(Collected data entries)
──────────

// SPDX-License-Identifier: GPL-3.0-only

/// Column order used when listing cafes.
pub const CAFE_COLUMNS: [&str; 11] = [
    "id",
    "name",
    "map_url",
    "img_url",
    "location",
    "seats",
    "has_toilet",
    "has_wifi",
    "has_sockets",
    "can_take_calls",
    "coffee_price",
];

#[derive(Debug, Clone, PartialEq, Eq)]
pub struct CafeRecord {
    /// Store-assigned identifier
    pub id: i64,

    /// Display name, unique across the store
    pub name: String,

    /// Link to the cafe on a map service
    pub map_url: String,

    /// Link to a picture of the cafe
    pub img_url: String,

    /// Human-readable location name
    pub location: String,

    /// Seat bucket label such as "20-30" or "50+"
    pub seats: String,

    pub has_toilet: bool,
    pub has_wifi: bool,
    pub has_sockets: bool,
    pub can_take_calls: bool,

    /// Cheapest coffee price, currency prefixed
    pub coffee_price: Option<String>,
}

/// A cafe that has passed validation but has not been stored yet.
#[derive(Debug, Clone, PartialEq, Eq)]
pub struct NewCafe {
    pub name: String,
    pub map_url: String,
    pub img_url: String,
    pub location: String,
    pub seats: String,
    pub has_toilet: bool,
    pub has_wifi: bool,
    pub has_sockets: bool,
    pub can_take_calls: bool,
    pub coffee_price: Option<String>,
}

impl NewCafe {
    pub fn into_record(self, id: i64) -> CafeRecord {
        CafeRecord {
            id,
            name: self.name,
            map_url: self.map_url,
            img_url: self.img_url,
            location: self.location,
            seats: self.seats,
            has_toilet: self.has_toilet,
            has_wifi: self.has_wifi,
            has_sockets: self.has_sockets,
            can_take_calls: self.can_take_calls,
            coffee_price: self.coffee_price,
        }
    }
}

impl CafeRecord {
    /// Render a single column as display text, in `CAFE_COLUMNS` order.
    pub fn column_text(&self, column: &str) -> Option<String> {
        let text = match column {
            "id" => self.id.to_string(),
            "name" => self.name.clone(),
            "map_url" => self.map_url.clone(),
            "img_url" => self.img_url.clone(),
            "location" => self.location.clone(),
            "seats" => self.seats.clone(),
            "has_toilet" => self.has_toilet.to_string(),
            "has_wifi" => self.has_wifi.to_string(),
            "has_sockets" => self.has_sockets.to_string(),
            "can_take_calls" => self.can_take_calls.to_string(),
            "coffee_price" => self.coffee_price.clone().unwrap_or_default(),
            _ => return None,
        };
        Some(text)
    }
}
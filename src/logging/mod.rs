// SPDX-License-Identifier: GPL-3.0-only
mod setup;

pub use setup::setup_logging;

──────────

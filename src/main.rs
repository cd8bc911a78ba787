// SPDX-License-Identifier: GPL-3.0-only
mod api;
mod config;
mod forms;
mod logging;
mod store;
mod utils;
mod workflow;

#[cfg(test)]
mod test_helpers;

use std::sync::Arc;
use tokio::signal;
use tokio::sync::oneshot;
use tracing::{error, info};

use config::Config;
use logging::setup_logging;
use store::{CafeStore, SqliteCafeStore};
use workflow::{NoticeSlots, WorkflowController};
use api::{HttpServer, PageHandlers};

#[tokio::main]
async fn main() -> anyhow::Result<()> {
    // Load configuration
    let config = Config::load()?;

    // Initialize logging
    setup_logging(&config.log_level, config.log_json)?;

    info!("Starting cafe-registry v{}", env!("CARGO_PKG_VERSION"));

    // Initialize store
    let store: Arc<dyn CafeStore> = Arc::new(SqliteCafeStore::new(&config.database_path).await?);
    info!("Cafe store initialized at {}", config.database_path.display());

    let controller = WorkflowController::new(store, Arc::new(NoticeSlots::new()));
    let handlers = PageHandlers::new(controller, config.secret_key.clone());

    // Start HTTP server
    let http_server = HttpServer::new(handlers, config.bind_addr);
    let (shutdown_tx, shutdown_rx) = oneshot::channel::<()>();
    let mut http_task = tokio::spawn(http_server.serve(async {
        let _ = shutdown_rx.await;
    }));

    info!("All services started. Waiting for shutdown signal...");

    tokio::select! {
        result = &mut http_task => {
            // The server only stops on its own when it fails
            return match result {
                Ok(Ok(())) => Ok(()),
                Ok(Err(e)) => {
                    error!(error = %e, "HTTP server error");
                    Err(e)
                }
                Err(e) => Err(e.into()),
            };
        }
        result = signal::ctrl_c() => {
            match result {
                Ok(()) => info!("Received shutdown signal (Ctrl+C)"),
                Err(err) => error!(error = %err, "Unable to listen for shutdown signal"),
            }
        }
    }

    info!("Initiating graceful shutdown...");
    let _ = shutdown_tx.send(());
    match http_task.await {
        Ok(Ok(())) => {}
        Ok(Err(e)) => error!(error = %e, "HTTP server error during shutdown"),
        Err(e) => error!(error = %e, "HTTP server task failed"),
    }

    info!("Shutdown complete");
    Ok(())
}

──────────

Using the records above, give the count of lines with the word "async", and write nothing more.

2